_INSTRUCTIONS TO FOLLOW_
Sift through the material below and return the lines with "warn".
=== MATERIAL FOR THIS EXERCISE ===
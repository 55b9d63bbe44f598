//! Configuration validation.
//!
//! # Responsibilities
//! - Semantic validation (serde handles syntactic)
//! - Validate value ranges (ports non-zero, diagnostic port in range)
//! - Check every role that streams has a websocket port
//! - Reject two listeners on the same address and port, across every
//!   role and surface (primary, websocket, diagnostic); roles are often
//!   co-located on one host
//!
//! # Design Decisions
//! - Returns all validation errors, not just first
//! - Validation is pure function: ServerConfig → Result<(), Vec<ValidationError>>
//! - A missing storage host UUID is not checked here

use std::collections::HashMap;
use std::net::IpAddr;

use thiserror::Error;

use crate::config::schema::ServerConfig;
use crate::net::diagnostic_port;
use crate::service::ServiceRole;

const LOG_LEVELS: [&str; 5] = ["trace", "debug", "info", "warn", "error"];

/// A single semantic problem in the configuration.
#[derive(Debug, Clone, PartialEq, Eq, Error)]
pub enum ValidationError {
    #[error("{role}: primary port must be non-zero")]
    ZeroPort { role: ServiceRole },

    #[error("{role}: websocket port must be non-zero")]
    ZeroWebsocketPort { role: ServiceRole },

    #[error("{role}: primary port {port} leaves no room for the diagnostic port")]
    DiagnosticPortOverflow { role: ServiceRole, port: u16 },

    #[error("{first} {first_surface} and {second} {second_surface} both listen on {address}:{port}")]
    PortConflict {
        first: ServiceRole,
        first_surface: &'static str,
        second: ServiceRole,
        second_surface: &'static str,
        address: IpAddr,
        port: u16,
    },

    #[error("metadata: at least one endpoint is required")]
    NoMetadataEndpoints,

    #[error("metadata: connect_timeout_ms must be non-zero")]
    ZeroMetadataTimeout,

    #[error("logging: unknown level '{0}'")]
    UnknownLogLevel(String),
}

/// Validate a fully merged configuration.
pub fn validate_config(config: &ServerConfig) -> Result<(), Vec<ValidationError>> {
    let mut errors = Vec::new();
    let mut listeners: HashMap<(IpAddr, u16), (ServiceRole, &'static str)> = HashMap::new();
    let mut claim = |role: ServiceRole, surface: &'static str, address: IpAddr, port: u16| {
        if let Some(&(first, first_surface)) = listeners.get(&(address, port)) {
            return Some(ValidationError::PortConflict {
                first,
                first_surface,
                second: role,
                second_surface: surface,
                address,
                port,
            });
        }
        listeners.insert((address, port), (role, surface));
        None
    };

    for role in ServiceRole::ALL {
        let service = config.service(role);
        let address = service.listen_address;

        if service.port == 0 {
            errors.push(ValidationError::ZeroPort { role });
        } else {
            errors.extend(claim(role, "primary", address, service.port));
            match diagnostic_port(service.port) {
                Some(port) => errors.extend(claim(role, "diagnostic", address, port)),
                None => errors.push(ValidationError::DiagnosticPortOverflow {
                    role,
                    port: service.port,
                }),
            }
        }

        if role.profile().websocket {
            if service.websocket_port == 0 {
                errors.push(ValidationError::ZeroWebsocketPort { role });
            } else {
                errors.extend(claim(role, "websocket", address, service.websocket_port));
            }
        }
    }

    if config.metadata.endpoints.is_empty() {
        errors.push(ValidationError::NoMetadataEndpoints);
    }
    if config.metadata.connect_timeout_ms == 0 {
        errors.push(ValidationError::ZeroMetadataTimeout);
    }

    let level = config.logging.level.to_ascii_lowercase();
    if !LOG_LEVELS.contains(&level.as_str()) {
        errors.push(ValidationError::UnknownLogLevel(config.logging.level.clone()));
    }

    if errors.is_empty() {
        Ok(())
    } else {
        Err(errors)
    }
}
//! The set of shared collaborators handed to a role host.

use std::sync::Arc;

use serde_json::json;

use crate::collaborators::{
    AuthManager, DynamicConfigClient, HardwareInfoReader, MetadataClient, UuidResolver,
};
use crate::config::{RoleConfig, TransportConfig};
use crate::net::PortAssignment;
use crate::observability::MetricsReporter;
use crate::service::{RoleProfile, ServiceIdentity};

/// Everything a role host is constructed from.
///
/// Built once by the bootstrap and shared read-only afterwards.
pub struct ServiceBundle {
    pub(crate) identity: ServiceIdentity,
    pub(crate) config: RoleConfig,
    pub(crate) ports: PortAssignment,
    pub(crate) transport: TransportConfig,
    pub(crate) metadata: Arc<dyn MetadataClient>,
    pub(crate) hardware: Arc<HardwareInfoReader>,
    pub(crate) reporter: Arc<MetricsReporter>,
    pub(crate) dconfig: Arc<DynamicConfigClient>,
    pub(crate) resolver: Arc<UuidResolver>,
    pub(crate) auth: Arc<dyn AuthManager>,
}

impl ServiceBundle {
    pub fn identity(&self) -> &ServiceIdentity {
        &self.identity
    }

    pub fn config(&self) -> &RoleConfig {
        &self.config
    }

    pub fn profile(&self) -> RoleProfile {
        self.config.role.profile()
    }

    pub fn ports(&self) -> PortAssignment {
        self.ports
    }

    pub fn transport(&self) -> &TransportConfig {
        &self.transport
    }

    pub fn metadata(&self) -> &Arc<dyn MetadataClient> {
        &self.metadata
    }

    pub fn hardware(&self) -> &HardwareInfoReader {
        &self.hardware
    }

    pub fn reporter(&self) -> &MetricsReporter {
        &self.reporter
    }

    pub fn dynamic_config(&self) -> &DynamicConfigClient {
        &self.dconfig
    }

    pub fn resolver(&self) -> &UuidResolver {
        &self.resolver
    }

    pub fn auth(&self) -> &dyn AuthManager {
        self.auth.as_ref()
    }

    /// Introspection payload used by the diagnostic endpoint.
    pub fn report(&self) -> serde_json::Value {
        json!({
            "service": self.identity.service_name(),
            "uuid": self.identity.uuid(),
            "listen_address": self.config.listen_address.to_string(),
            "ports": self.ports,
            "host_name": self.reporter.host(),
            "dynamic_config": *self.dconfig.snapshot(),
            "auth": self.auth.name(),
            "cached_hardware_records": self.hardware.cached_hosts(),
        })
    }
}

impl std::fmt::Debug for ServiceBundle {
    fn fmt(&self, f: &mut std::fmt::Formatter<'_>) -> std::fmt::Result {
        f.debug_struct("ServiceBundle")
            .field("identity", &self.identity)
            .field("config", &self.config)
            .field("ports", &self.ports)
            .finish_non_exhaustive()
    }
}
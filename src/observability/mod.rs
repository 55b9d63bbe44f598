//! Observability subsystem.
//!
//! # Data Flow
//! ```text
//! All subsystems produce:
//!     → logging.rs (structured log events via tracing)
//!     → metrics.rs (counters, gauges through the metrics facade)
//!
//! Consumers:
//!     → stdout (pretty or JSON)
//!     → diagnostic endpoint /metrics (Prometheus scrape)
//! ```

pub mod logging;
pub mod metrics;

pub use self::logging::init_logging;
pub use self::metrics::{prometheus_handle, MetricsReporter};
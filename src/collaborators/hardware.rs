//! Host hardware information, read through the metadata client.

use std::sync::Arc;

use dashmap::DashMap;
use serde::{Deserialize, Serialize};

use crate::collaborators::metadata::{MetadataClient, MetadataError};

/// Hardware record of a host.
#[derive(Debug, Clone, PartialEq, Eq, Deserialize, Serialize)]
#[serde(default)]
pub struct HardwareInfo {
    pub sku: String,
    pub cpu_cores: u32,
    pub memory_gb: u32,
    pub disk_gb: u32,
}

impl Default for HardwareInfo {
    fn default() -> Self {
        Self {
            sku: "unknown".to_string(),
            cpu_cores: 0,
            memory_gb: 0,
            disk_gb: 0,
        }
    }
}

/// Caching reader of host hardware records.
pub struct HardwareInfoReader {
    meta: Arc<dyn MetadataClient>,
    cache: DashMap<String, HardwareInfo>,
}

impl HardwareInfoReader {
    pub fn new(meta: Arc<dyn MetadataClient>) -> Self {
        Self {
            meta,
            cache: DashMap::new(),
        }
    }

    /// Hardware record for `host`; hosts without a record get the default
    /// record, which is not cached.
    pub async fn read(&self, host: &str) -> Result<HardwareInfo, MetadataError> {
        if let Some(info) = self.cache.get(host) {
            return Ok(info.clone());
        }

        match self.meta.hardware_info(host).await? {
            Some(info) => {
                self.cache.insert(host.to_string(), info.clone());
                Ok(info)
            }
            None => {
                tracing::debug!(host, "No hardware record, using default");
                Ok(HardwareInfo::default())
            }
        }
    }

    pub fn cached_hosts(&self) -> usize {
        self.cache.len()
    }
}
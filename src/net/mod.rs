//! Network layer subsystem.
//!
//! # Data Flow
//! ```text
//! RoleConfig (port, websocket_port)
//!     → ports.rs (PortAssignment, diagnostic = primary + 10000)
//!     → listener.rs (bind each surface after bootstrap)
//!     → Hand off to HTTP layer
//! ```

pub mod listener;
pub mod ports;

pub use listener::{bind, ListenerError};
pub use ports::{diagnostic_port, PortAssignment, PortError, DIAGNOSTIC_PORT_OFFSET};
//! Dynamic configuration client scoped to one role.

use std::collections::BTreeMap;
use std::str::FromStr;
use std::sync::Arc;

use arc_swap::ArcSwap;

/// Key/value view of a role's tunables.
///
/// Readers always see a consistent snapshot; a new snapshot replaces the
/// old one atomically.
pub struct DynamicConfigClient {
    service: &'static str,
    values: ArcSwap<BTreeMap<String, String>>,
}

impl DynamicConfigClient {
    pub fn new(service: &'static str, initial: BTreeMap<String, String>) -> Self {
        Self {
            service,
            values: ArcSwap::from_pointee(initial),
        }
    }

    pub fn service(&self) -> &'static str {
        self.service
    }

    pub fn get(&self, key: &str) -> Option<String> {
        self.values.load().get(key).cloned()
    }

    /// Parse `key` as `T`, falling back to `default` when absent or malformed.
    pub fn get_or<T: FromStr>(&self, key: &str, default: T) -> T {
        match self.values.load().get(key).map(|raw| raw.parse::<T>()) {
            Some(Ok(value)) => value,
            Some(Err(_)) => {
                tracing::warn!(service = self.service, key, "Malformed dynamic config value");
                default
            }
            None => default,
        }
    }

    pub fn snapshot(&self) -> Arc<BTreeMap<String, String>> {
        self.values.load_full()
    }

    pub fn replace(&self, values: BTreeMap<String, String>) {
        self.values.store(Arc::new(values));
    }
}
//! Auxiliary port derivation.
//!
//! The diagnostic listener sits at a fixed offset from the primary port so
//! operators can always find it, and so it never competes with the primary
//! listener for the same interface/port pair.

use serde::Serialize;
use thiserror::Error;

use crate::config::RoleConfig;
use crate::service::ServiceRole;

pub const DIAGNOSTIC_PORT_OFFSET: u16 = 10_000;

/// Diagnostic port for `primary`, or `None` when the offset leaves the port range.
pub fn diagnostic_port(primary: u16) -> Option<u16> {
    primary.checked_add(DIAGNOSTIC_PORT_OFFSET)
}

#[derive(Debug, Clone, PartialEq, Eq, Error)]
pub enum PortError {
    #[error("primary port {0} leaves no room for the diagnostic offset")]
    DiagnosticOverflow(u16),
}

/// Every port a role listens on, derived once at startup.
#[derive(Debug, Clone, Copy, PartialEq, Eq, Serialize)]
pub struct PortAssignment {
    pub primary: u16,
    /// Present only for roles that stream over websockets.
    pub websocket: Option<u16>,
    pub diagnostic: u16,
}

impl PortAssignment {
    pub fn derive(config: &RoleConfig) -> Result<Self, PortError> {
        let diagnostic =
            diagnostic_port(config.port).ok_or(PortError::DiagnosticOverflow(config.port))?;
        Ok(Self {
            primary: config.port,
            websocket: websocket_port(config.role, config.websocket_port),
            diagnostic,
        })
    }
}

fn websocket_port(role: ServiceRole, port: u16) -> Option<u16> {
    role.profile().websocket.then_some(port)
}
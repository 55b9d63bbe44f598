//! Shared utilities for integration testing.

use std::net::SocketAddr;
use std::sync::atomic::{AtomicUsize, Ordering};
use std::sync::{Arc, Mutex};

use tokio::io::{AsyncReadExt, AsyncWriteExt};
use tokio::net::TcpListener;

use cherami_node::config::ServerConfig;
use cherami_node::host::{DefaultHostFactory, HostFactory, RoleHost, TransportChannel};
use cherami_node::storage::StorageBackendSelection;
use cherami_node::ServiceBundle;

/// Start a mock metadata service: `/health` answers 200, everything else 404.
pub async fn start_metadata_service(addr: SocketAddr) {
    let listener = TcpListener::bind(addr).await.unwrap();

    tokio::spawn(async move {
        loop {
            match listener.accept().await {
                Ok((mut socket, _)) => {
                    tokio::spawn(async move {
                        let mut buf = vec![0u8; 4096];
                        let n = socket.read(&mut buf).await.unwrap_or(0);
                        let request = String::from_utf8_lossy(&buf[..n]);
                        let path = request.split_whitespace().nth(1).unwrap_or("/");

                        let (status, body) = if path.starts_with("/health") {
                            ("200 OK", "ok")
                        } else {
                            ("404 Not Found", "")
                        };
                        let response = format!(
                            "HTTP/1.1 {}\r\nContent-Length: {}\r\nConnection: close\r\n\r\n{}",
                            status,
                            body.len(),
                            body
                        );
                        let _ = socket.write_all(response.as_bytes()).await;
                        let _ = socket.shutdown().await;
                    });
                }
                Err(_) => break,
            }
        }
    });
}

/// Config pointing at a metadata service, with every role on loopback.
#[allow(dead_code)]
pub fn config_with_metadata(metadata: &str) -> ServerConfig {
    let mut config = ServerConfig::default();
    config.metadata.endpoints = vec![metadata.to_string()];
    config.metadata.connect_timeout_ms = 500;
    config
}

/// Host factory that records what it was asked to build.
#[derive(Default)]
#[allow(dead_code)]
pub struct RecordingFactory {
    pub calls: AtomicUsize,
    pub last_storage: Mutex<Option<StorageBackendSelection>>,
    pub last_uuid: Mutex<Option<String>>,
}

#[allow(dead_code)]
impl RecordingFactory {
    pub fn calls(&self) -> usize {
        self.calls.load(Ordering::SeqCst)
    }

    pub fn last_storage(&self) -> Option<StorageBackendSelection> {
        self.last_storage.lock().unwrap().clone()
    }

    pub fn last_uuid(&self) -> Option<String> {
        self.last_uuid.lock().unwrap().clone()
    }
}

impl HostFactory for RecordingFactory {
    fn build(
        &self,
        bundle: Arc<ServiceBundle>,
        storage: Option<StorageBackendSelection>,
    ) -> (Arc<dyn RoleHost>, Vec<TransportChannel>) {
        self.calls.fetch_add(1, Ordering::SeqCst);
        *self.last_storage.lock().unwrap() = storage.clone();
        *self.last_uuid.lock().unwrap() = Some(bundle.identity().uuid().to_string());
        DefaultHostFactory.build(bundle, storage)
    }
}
===
_EXERCISE ANSWER_
const LOG_LEVELS: [&str; 5] = ["trace", "debug", "info", "warn", "error"];
                tracing::warn!(service = self.service, key, "Malformed dynamic config value");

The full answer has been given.